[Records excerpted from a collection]
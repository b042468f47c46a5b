// src/config/mod.rs

pub mod consts;
pub mod options;

pub use options::{DashboardOptions, ExportFormat};
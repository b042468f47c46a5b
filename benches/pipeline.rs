// benches/pipeline.rs
use criterion::{criterion_group, criterion_main, Criterion, black_box};

use credstats::config::DashboardOptions;
use credstats::{
    apply_filters, normalize_rows, paginate, sort_by, summary_statistics, tabular, Field,
    FilterCriteria, PageSize, SortDirection,
};

const PARTIES: &[&str] = &["PSD", "PNL", "USR", "AUR", "UDMR", ""];

/// Synthetic export in the dashboard's native column layout.
fn sample(rows: usize) -> String {
    let mut s = String::from(
        "Nume,Afiliere,Credibilitate,Număr declarații,Imposibil de verificat,False,Trunchiate,Parțial adevărate,Adevărate\n",
    );
    for i in 0..rows {
        let total = (i % 40) as u32;
        let t = total / 2;
        let p = total / 4;
        let f = total - t - p;
        s.push_str(&format!(
            "Person {i},{},\"{},{}%\",{total},0,{f},0,{p},{t}\n",
            PARTIES[i % PARTIES.len()],
            (i * 7) % 101,
            i % 10,
        ));
    }
    s
}

fn bench_pipeline(c: &mut Criterion) {
    let text = sample(5_000);
    let rows = tabular::read_rows(&text, None).expect("sample parses");
    let records = normalize_rows(&rows).records;
    let criteria = FilterCriteria { min_statements: Some(5), ..Default::default() };

    c.bench_function("read_rows", |b| {
        b.iter(|| tabular::read_rows(black_box(&text), None).map(|r| r.len()))
    });

    c.bench_function("normalize_rows", |b| {
        b.iter(|| normalize_rows(black_box(&rows)).records.len())
    });

    c.bench_function("summary_statistics", |b| {
        b.iter(|| summary_statistics(black_box(&records)).total_statements)
    });

    c.bench_function("filter_sort_page", |b| {
        b.iter(|| {
            let filtered = apply_filters(black_box(&records), &criteria);
            let sorted = sort_by(&filtered, Field::Credibility, SortDirection::Descending);
            paginate(&sorted, 3, PageSize::fixed(50).expect("non-zero")).items.len()
        })
    });

    c.bench_function("load_str", |b| {
        b.iter(|| {
            credstats::DataManager::load_str(black_box(&text), DashboardOptions::default())
                .map(|m| m.canonical().len())
        })
    });
}

criterion_group!(benches, bench_pipeline);
criterion_main!(benches);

● **Aim of the task**
Using the entries above, return exactly the lines from the line with "const PARTIES: &[&str]" to the line with "let total = (i % 40) as u32;", counting both of those lines.

● **Exercise answer**
const PARTIES: &[&str] = &["PSD", "PNL", "USR", "AUR", "UDMR", ""];

/// Synthetic export in the dashboard's native column layout.
fn sample(rows: usize) -> String {
    let mut s = String::from(
        "Nume,Afiliere,Credibilitate,Număr declarații,Imposibil de verificat,False,Trunchiate,Parțial adevărate,Adevărate\n",
    );
    for i in 0..rows {
        let total = (i % 40) as u32;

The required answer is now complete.